For hikers, trekkers, trail runners, and armchair adventurers, Mt. Everest has to loom large as an ultimate destination. Unfortunately, over the past 20 years, so much high altitude catastrophic loss of life has occurred there. As of 10 p.m. EST on April 24, 2015, the New York Times is reporting another 17 people have perished on the mountain after an avalanche swept through base camp, killing climbers in their tents at base camp, and cutting off those camped above the avalanche beyond the Khumbu icefall section of the route. This avalanche is attributed to the magnitude 7.8 earthquake with its epicenter near Kathmandu which struck today and the subsequent aftershocks.  That event has reportedly claimed well more than 1,800 lives with that number surely to be revised upwards. In a chilling coincidence, with respect to Mt. Everest, this past week marks one year since 16 Sherpas died in an avalanche in the Khumbu Icefall area between base camp and camp one on the mountain’s southeastern ridge.

Writer Mark Synott posted a thoughtful piece about guided climbs on Mt. Everest on adventureblog.nationalgeographic.com just days before this most recent catastrophe and loss of human life occurred.

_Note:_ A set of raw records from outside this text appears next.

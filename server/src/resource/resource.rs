use meridian_shared::BigMapKey;

use crate::world::ElementKey;

// The Resource Key

/// Handle to a loaded resource on the server.
#[derive(Clone, Copy, PartialEq, Eq, Hash, Debug)]
pub struct ResourceKey(u64);

impl BigMapKey for ResourceKey {
    fn to_u64(&self) -> u64 {
        self.0
    }

    fn from_u64(value: u64) -> Self {
        ResourceKey(value)
    }
}

/// Lifecycle state of a resource.
///
/// `Starting` and `Stopping` are only observable from inside handlers that
/// run during the transition; by the time a tick's events are handed back to
/// the caller the resource has settled into `Running` or `Loaded`.
#[derive(Clone, Copy, Debug, PartialEq, Eq)]
pub enum ResourceState {
    /// Known to the server, not running. Also the state a stopped resource
    /// returns to.
    Loaded,
    /// Start transition in progress.
    Starting,
    Running,
    /// Stop transition in progress.
    Stopping,
    /// Load was attempted and rejected. The reason is kept on the resource.
    FailedToLoad,
}

impl std::fmt::Display for ResourceState {
    fn fmt(&self, f: &mut std::fmt::Formatter) -> std::fmt::Result {
        let name = match self {
            ResourceState::Loaded => "loaded",
            ResourceState::Starting => "starting",
            ResourceState::Running => "running",
            ResourceState::Stopping => "stopping",
            ResourceState::FailedToLoad => "failed to load",
        };
        write!(f, "{}", name)
    }
}

/// Which parts of a resource a start request brings up. Defaults to all of
/// them; partial starts are for tooling that reloads one facet in place.
#[derive(Clone, Copy, Debug, PartialEq, Eq)]
pub struct StartFlags {
    pub config: bool,
    pub maps: bool,
    pub scripts: bool,
    pub html: bool,
    pub client_configs: bool,
    pub client_scripts: bool,
    pub client_files: bool,
}

impl Default for StartFlags {
    fn default() -> Self {
        Self {
            config: true,
            maps: true,
            scripts: true,
            html: true,
            client_configs: true,
            client_scripts: true,
            client_files: true,
        }
    }
}

/// An access right a resource has asked for. Granting is an admin decision
/// that happens out of band; until then the request sits pending.
#[derive(Clone, Debug, PartialEq, Eq)]
pub struct AclRequest {
    pub right: String,
    pub access: bool,
    pub pending: bool,
}

/// A unit of server content: scripts, maps, and the elements they own.
///
/// Every running resource gets two scaffold elements under the world root, a
/// map root for map-file content and a dynamic root that adopts elements the
/// resource creates at runtime. Both are torn down with the resource.
pub struct Resource {
    name: String,
    pub(crate) state: ResourceState,
    pub(crate) failure_reason: Option<String>,
    /// Survives stop requests issued as part of a server-wide shutdown.
    pub persistent: bool,
    pub(crate) flags: StartFlags,
    pub(crate) map_root: Option<ElementKey>,
    pub(crate) dynamic_root: Option<ElementKey>,
    pub(crate) acl_requests: Vec<AclRequest>,
}

impl Resource {
    pub(crate) fn new(name: &str) -> Self {
        Self {
            name: name.to_string(),
            state: ResourceState::Loaded,
            failure_reason: None,
            persistent: false,
            flags: StartFlags::default(),
            map_root: None,
            dynamic_root: None,
            acl_requests: Vec::new(),
        }
    }

    pub(crate) fn failed(name: &str, reason: &str) -> Self {
        let mut resource = Self::new(name);
        resource.state = ResourceState::FailedToLoad;
        resource.failure_reason = Some(reason.to_string());
        resource
    }

    pub fn name(&self) -> &str {
        &self.name
    }

    pub fn state(&self) -> ResourceState {
        self.state
    }

    pub fn failure_reason(&self) -> Option<&str> {
        self.failure_reason.as_deref()
    }

    pub fn flags(&self) -> StartFlags {
        self.flags
    }

    pub fn map_root(&self) -> Option<ElementKey> {
        self.map_root
    }

    pub fn dynamic_root(&self) -> Option<ElementKey> {
        self.dynamic_root
    }

    pub fn acl_requests(&self) -> &[AclRequest] {
        &self.acl_requests
    }

    /// Record an access-right request, or refresh an existing one. Returns
    /// whether the request is still pending afterwards.
    pub(crate) fn request_acl_right(&mut self, right: &str, access: bool) -> bool {
        if let Some(existing) = self
            .acl_requests
            .iter_mut()
            .find(|request| request.right == right)
        {
            existing.access = access;
            return existing.pending;
        }
        self.acl_requests.push(AclRequest {
            right: right.to_string(),
            access,
            pending: true,
        });
        true
    }
}

/// A lifecycle transition queued for the end of the current tick. Stops are
/// always queued so code running inside the current tick still sees the
/// resource's elements; a queued start only arises from a restart, where it
/// must run after the paired stop.
pub(crate) enum ResourceOp {
    Start {
        key: ResourceKey,
        persistent: bool,
        flags: StartFlags,
    },
    Stop(ResourceKey),
}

In his piece, titled ‘Everest-a moral dilemma’, which now seems very dated, reading it through the prism of the current unfolding maelstrom of even more human suffering,  Synott  questions some of the brazen trends developing among guiding companies working to put more and more eager people on the summit of the world’s highest mountain, whether those paying clients are qualified high altitude climbers or not. But Synott also looks back to a simpler time, at some of the great victories on Everest when the struggle was really man vs. mountain, a time when only the most prepared and daring would deign to make that climb.

In an eerie bit of foreshadowing, Synott concluded his  thoughts on Everest by writing that “there is high drama to be found on the world’s highest mountain…”. He surely did not anticipate another tragic climbing season with the loss of life reported so far only paling in comparison to the loss of life, human suffering and tremendous devastation ongoing in Nepal’s capital, Kathmandu, and the surrounding region.

Man versus mountain may succeed once in a while. Men versus moving tectonic plates, however, will never win. We watch helplessly from afar but hope and pray that swift relief will come to all affected, on Everest and throughout Nepal.